(Stored data)
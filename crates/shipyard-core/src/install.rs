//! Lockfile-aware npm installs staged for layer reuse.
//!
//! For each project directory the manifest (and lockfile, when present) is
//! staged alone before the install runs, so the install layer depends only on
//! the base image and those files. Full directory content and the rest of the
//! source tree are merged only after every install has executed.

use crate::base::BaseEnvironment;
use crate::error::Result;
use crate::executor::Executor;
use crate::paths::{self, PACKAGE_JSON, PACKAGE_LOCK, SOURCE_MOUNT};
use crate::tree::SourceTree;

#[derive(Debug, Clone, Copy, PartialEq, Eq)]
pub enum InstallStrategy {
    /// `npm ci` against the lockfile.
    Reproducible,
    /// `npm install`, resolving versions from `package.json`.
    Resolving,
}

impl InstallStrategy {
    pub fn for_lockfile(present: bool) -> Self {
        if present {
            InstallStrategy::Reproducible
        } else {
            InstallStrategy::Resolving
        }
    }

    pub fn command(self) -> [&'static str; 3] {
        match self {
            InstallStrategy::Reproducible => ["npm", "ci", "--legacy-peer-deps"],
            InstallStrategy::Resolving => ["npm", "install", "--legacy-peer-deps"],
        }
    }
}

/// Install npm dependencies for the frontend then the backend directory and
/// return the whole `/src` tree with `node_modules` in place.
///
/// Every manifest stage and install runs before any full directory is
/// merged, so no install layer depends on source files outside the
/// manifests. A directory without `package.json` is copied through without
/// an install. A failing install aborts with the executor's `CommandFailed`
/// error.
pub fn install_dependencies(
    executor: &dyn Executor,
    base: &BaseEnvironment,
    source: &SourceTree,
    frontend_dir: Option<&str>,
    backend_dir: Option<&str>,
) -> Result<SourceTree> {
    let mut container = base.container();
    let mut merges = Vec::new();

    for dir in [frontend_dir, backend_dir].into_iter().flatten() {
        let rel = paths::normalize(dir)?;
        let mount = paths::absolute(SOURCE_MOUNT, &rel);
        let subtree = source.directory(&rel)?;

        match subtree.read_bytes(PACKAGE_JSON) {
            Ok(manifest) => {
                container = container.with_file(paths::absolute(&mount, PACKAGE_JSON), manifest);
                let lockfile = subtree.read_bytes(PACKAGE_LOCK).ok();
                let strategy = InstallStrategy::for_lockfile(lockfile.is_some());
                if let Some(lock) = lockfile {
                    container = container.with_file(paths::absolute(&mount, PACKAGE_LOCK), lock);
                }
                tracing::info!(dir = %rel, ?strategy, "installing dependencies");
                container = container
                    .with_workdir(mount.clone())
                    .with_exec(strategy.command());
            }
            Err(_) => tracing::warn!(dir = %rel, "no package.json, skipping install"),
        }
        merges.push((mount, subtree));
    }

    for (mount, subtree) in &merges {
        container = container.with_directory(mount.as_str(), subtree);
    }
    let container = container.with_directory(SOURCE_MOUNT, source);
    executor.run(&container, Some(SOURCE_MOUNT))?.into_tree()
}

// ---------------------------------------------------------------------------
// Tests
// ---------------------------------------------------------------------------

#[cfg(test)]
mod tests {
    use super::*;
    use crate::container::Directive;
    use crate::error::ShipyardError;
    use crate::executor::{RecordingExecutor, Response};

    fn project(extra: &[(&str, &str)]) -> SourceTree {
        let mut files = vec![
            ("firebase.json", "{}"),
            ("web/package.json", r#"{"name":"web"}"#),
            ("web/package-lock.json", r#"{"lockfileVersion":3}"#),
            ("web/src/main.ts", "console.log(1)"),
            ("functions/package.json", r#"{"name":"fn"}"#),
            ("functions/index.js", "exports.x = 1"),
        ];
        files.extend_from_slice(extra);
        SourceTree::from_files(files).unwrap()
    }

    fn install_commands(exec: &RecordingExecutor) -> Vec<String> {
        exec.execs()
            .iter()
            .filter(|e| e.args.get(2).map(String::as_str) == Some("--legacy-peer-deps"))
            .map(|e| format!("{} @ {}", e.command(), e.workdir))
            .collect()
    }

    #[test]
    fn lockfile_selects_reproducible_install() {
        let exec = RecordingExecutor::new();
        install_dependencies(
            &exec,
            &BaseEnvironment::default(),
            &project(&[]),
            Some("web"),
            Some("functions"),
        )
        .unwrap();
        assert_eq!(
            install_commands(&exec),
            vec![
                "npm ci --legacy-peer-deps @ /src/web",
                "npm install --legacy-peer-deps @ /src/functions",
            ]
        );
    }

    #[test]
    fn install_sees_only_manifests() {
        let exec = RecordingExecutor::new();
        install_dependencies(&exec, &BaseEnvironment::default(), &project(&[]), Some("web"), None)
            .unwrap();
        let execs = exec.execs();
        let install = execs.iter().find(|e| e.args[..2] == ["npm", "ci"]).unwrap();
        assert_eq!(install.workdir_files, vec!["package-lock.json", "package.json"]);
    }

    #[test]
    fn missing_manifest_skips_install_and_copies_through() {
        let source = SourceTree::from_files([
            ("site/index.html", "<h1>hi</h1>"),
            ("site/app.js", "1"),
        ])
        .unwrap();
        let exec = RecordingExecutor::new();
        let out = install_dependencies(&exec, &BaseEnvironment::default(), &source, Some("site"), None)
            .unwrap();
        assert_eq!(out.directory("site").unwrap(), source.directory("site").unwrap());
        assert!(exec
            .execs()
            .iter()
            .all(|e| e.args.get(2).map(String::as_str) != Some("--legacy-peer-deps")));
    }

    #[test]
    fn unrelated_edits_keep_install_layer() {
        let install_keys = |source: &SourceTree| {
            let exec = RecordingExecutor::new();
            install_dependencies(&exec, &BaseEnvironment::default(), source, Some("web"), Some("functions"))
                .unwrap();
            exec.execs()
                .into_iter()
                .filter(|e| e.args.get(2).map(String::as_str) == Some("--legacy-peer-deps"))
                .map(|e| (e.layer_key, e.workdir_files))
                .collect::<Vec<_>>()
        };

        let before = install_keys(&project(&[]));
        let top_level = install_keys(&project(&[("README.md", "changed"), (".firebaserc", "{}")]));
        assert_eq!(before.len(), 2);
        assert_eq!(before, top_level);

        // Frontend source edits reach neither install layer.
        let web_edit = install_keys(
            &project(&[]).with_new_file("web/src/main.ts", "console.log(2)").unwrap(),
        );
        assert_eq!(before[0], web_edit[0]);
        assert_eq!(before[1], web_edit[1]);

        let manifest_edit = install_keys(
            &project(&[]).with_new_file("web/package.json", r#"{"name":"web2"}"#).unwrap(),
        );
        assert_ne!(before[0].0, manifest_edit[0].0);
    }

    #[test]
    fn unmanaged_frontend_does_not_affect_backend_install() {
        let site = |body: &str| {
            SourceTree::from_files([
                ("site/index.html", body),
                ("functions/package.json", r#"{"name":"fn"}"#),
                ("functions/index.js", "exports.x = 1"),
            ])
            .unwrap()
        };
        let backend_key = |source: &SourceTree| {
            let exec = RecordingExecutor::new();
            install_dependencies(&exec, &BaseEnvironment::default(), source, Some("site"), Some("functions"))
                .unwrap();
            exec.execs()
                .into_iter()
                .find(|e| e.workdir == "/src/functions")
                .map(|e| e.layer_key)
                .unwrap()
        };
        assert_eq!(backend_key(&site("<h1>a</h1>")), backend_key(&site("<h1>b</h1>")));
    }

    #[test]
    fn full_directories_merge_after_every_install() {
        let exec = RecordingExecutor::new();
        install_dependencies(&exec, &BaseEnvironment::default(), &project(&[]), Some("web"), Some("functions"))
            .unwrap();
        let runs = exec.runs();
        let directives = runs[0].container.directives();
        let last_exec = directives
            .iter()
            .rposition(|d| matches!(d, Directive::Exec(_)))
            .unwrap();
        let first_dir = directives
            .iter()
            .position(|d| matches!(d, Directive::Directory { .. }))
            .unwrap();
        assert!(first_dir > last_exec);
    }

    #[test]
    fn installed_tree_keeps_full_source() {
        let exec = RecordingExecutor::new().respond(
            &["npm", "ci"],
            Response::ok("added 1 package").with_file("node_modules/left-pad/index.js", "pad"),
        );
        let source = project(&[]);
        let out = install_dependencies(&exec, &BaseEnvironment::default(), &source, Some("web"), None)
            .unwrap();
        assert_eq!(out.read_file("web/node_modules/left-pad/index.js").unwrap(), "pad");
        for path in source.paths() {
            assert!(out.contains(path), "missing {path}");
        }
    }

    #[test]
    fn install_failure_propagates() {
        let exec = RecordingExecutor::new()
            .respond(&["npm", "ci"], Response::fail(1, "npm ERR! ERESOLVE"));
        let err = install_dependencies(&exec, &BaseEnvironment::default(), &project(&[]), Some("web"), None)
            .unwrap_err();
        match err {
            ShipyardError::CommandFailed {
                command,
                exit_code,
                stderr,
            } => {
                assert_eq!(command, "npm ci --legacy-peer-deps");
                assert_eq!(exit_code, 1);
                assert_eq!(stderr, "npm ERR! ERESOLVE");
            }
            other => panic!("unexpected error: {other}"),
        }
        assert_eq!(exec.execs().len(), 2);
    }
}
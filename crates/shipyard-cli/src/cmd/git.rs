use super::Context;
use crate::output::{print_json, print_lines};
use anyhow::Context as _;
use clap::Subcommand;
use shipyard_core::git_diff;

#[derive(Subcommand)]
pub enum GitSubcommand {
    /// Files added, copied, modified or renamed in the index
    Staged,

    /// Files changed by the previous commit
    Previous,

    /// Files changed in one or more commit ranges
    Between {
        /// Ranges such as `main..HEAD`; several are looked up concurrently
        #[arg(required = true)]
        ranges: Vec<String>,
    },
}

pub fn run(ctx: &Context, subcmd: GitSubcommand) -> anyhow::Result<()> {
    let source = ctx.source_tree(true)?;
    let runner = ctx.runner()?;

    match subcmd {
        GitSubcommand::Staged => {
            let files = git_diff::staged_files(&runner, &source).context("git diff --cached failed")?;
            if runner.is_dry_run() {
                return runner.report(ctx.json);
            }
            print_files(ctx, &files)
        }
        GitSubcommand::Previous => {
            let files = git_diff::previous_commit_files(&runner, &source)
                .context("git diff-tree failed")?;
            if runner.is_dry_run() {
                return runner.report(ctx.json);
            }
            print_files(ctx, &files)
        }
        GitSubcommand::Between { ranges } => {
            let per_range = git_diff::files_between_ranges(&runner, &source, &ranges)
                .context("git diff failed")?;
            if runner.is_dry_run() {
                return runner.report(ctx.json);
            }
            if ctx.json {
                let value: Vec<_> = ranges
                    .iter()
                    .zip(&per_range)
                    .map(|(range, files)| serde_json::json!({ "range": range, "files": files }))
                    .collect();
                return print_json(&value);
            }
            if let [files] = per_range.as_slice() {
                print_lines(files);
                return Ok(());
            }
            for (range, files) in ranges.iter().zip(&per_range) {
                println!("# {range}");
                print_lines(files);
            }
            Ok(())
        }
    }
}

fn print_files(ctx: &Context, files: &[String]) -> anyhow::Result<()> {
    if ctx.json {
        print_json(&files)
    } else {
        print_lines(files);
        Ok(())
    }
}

- PROBLEM TO SOLVE -
What is the number of lines above that hold the word "added"? Answer with that number alone.

- YOUR RESPONSE -
2